EXERCISE MATERIAL:
//! Strategy runs against the simulated sources.

use std::sync::Arc;
use std::time::Instant;

use chrono::{DateTime, Utc};
use fetch_domain::SealedResponse;
use fetch_strategies::{Sources, Strategy};
use serde::Serialize;
use tokio::runtime::Handle;
use uuid::Uuid;

use crate::config::SimulatorConfig;
use crate::error::Result;
use crate::source::{
    storage_function, write_back_function, Catalog, MemoryCache, SimulatedNetwork,
};

/// One response as seen by the caller.
#[derive(Debug, Clone, Serialize)]
pub struct ObservedResponse {
    /// Milliseconds since the run started
    pub elapsed_ms: u64,
    pub response: SealedResponse<Catalog>,
}

/// Outcome of a single strategy invocation.
#[derive(Debug, Clone, Serialize)]
pub struct RunReport {
    pub run_id: Uuid,
    pub strategy: Strategy,
    pub started_at: DateTime<Utc>,
    pub responses: Vec<ObservedResponse>,
}

impl RunReport {
    /// Revisions of the successful responses, in arrival order
    pub fn revisions(&self) -> Vec<u64> {
        self.responses
            .iter()
            .filter_map(|observed| observed.response.data().map(|catalog| catalog.revision))
            .collect()
    }

    pub fn error_count(&self) -> usize {
        self.responses
            .iter()
            .filter(|observed| observed.response.is_error())
            .count()
    }
}

/// A strategy wired to a simulated cache and network.
#[derive(Debug, Clone)]
pub struct Scenario {
    strategy: Strategy,
    cache: Arc<MemoryCache>,
    network: Arc<SimulatedNetwork>,
}

impl Scenario {
    pub const fn new(
        strategy: Strategy,
        cache: Arc<MemoryCache>,
        network: Arc<SimulatedNetwork>,
    ) -> Self {
        Self {
            strategy,
            cache,
            network,
        }
    }

    /// Build the cache and network described by `config`.
    pub fn from_config(config: &SimulatorConfig) -> Self {
        let mut cache = MemoryCache::new(config.cache.profile(), config.write_profile());
        if config.seed_cache {
            cache = cache.seeded(Catalog::generate(0, config.catalog_size));
        }
        let network = SimulatedNetwork::new(config.network.profile(), config.catalog_size);

        Self::new(config.strategy, Arc::new(cache), Arc::new(network))
    }

    pub const fn strategy(&self) -> Strategy {
        self.strategy
    }

    pub fn cache(&self) -> &MemoryCache {
        &self.cache
    }

    pub fn network(&self) -> &SimulatedNetwork {
        &self.network
    }

    /// Bind only the sources the strategy can use.
    fn sources(&self, handle: &Handle) -> Sources<Catalog> {
        let mut sources = Sources::new().network(storage_function(handle, self.network.clone()));
        if self.strategy.reads_cache() {
            sources = sources.cache(storage_function(handle, self.cache.clone()));
        }
        if self.strategy.writes_back() {
            sources = sources.write_back(write_back_function(handle, self.cache.clone()));
        }
        sources
    }

    /// Invoke the strategy once and wait for every forwarded response.
    ///
    /// A write-back may still be in flight when this returns.
    ///
    /// # Errors
    ///
    /// Returns an error if the strategy rejects the bound sources.
    pub async fn run(&self) -> Result<RunReport> {
        let run_id = Uuid::new_v4();
        let started_at = Utc::now();
        let started = Instant::now();

        let mut stream = self.strategy.responses(self.sources(&Handle::current()))?;

        let mut responses = Vec::new();
        while let Some(response) = stream.recv().await {
            let elapsed_ms = u64::try_from(started.elapsed().as_millis()).unwrap_or(u64::MAX);
            tracing::debug!(
                %run_id,
                elapsed_ms,
                success = response.is_success(),
                "Response forwarded"
            );
            responses.push(ObservedResponse {
                elapsed_ms,
                response,
            });
        }

        Ok(RunReport {
            run_id,
            strategy: self.strategy,
            started_at,
            responses,
        })
    }
}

EXERCISE:
Among the records above, which lines hold the word "DateTime"? Copy each one.

RESULT OF THE EXERCISE:
use chrono::{DateTime, Utc};
    pub started_at: DateTime<Utc>,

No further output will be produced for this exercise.